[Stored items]
╔══

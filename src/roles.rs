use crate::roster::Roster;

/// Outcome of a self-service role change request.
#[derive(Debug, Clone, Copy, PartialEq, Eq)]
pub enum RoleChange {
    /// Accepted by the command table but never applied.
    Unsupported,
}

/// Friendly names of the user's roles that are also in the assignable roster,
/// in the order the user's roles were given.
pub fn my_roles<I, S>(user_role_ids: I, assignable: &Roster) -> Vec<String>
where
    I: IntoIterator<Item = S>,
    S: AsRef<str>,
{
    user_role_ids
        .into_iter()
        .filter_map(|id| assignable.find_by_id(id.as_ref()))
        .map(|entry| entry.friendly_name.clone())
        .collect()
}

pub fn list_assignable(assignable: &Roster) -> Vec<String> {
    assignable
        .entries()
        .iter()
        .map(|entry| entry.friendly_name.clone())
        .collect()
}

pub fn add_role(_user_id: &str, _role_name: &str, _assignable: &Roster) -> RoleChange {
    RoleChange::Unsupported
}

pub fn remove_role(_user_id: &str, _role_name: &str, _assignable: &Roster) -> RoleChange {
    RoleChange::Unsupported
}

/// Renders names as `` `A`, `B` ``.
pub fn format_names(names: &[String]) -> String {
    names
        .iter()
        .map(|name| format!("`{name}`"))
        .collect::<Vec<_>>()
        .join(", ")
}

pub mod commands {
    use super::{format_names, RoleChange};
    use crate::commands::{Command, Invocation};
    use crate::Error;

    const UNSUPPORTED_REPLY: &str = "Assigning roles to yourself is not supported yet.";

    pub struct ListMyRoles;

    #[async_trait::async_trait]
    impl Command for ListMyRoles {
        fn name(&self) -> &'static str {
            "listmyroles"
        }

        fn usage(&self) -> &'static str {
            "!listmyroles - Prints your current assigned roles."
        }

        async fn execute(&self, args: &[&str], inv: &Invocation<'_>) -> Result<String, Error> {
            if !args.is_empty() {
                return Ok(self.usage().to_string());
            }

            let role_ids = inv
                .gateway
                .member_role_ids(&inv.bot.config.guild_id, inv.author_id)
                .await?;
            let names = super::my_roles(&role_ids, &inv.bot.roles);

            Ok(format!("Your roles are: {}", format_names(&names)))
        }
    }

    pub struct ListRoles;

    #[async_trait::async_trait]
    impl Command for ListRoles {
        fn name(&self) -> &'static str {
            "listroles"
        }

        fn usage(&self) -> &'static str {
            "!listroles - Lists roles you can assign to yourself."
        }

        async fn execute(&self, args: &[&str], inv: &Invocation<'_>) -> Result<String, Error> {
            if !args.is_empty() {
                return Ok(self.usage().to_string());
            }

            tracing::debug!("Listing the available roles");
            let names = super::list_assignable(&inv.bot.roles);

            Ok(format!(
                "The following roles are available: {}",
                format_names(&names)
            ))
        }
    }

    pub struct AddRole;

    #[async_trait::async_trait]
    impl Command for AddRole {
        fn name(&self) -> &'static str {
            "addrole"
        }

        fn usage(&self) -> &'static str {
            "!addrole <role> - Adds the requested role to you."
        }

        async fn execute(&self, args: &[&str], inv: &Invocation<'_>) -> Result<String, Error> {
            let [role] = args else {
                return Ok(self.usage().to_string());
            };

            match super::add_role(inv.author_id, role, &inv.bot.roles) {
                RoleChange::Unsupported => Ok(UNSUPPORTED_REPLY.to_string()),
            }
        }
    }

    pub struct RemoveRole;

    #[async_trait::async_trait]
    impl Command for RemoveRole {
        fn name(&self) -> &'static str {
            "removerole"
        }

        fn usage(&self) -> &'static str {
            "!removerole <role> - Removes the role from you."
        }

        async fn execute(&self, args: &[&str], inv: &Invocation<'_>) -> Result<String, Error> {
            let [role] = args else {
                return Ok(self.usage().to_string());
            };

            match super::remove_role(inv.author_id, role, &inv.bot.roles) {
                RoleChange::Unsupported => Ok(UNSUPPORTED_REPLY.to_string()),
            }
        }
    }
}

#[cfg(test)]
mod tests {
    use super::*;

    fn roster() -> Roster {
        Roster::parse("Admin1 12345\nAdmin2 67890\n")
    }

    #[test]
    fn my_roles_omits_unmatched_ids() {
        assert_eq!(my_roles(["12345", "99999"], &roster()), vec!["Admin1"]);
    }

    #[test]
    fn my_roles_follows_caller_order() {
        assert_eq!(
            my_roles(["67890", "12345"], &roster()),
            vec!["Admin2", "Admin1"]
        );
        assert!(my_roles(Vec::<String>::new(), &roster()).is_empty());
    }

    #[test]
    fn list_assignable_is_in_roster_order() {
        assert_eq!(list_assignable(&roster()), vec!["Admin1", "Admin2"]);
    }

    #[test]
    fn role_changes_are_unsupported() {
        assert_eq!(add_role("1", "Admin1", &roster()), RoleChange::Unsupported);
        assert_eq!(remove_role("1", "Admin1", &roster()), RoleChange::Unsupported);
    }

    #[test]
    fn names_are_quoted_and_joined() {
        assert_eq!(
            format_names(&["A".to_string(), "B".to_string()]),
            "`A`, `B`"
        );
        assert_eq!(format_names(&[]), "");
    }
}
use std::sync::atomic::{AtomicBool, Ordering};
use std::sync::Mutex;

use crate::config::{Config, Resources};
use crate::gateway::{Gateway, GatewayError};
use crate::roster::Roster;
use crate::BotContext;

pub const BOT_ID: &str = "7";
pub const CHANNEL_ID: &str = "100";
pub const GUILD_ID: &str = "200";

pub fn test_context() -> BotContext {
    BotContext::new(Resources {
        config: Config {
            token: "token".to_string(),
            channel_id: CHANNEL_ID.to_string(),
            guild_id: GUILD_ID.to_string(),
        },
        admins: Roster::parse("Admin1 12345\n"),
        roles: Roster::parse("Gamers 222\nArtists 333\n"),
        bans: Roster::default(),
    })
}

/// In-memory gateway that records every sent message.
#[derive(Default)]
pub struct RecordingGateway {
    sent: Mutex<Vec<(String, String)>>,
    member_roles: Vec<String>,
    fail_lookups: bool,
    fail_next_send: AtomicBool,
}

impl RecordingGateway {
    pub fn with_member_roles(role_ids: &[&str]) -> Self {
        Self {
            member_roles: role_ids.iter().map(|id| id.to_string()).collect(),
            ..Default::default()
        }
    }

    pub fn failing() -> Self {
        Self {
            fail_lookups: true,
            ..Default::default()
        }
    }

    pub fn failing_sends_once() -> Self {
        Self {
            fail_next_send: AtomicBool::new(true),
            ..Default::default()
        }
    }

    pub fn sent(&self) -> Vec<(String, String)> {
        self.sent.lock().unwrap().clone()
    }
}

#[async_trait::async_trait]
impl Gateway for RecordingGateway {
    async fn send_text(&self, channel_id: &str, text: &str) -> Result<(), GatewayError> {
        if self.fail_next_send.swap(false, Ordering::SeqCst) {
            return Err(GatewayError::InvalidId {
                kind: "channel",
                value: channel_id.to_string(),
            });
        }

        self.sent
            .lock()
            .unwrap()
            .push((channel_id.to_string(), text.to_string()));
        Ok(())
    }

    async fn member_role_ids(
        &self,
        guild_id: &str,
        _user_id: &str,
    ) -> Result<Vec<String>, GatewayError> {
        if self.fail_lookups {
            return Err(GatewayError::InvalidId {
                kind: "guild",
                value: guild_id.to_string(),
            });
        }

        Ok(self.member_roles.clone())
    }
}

╚══
╔══

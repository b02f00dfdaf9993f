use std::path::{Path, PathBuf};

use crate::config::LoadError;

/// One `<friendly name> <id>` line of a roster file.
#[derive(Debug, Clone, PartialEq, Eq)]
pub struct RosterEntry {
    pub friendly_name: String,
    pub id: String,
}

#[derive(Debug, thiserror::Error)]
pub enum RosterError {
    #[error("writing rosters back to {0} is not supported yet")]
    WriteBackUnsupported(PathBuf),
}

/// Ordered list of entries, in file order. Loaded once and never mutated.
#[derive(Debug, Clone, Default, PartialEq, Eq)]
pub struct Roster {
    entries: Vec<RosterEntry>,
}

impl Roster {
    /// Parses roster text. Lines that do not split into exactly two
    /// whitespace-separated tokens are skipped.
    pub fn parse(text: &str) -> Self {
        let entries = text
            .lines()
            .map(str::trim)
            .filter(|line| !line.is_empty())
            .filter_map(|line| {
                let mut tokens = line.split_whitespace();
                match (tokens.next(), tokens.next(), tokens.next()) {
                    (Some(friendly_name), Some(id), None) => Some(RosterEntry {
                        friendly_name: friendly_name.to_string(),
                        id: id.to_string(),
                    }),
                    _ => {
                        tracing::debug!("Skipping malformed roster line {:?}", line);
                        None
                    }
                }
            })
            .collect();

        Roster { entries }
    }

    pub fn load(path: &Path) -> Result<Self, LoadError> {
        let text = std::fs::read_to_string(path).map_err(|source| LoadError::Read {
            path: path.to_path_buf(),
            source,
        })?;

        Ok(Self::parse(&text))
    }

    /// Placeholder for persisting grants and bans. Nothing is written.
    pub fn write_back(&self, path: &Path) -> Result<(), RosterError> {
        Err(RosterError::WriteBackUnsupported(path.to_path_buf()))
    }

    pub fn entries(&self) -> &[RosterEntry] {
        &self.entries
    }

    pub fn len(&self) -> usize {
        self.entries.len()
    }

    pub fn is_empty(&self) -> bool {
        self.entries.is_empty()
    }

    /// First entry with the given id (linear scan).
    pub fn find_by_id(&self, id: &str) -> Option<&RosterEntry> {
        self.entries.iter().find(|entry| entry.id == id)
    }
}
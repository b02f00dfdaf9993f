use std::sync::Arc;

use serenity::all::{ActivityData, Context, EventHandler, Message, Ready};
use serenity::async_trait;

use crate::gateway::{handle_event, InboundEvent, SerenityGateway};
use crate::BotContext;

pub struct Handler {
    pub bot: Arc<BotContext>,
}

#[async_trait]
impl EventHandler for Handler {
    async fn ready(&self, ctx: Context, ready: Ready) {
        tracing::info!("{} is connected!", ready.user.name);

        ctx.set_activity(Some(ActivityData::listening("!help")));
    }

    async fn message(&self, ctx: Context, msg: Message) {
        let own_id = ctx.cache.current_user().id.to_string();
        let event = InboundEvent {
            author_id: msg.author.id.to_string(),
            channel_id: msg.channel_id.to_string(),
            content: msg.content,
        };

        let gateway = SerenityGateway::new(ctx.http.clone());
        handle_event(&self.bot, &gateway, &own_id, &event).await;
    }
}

╚══
╔══

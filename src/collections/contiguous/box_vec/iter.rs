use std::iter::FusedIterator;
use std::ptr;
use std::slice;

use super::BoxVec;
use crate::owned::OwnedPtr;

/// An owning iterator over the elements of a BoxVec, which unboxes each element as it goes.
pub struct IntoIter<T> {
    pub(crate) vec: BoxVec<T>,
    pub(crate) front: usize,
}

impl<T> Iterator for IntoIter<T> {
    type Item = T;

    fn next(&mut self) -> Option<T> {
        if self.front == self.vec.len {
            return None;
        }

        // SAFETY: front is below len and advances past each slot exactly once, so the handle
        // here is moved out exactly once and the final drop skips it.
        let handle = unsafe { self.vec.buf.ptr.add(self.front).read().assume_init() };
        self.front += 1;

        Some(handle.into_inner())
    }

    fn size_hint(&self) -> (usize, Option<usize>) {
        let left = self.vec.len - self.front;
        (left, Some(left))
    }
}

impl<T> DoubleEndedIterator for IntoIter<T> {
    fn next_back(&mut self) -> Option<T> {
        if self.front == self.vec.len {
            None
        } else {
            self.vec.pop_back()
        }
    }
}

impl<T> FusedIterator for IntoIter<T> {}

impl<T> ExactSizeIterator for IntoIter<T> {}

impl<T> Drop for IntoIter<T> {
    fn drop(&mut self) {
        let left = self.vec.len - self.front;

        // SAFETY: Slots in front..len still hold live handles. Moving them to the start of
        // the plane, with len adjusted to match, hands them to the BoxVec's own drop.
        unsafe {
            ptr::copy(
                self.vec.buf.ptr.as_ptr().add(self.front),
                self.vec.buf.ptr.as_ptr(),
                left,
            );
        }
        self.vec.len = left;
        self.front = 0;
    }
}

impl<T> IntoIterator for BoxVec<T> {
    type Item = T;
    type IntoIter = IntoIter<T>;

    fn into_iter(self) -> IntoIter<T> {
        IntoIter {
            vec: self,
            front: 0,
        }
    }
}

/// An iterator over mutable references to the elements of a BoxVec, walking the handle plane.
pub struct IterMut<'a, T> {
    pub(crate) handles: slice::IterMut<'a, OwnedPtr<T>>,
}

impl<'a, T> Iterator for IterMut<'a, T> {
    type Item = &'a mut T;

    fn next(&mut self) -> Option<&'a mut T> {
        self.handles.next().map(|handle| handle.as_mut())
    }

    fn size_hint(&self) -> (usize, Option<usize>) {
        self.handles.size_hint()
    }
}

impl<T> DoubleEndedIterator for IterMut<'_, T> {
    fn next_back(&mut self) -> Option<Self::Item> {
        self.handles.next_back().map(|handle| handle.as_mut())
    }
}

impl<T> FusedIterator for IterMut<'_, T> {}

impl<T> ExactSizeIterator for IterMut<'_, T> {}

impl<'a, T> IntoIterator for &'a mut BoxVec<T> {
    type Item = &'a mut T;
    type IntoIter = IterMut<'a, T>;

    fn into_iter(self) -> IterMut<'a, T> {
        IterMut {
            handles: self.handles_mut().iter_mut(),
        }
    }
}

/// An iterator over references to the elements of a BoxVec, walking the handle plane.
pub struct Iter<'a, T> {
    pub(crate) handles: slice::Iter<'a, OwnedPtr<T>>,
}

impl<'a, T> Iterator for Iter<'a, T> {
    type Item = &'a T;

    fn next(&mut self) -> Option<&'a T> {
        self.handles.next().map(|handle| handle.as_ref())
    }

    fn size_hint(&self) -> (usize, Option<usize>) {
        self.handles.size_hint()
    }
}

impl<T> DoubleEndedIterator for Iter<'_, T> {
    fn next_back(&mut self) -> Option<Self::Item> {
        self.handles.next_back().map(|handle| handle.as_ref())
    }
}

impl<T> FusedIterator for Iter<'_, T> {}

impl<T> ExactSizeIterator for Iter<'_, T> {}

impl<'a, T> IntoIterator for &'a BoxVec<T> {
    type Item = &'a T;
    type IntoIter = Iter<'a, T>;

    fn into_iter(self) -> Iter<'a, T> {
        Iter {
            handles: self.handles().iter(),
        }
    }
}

╚══

Problem to work on = Please return only the lines above, starting at the line that has "id (linear scan)." and ending at the line that has "use serenity::async_trait;", keeping both and leaving each one unchanged.

Exercise result =
    /// First entry with the given id (linear scan).
    pub fn find_by_id(&self, id: &str) -> Option<&RosterEntry> {
        self.entries.iter().find(|entry| entry.id == id)
    }
}
repository b02f00dfdaf9993f
use std::sync::Arc;

use serenity::all::{ActivityData, Context, EventHandler, Message, Ready};
use serenity::async_trait;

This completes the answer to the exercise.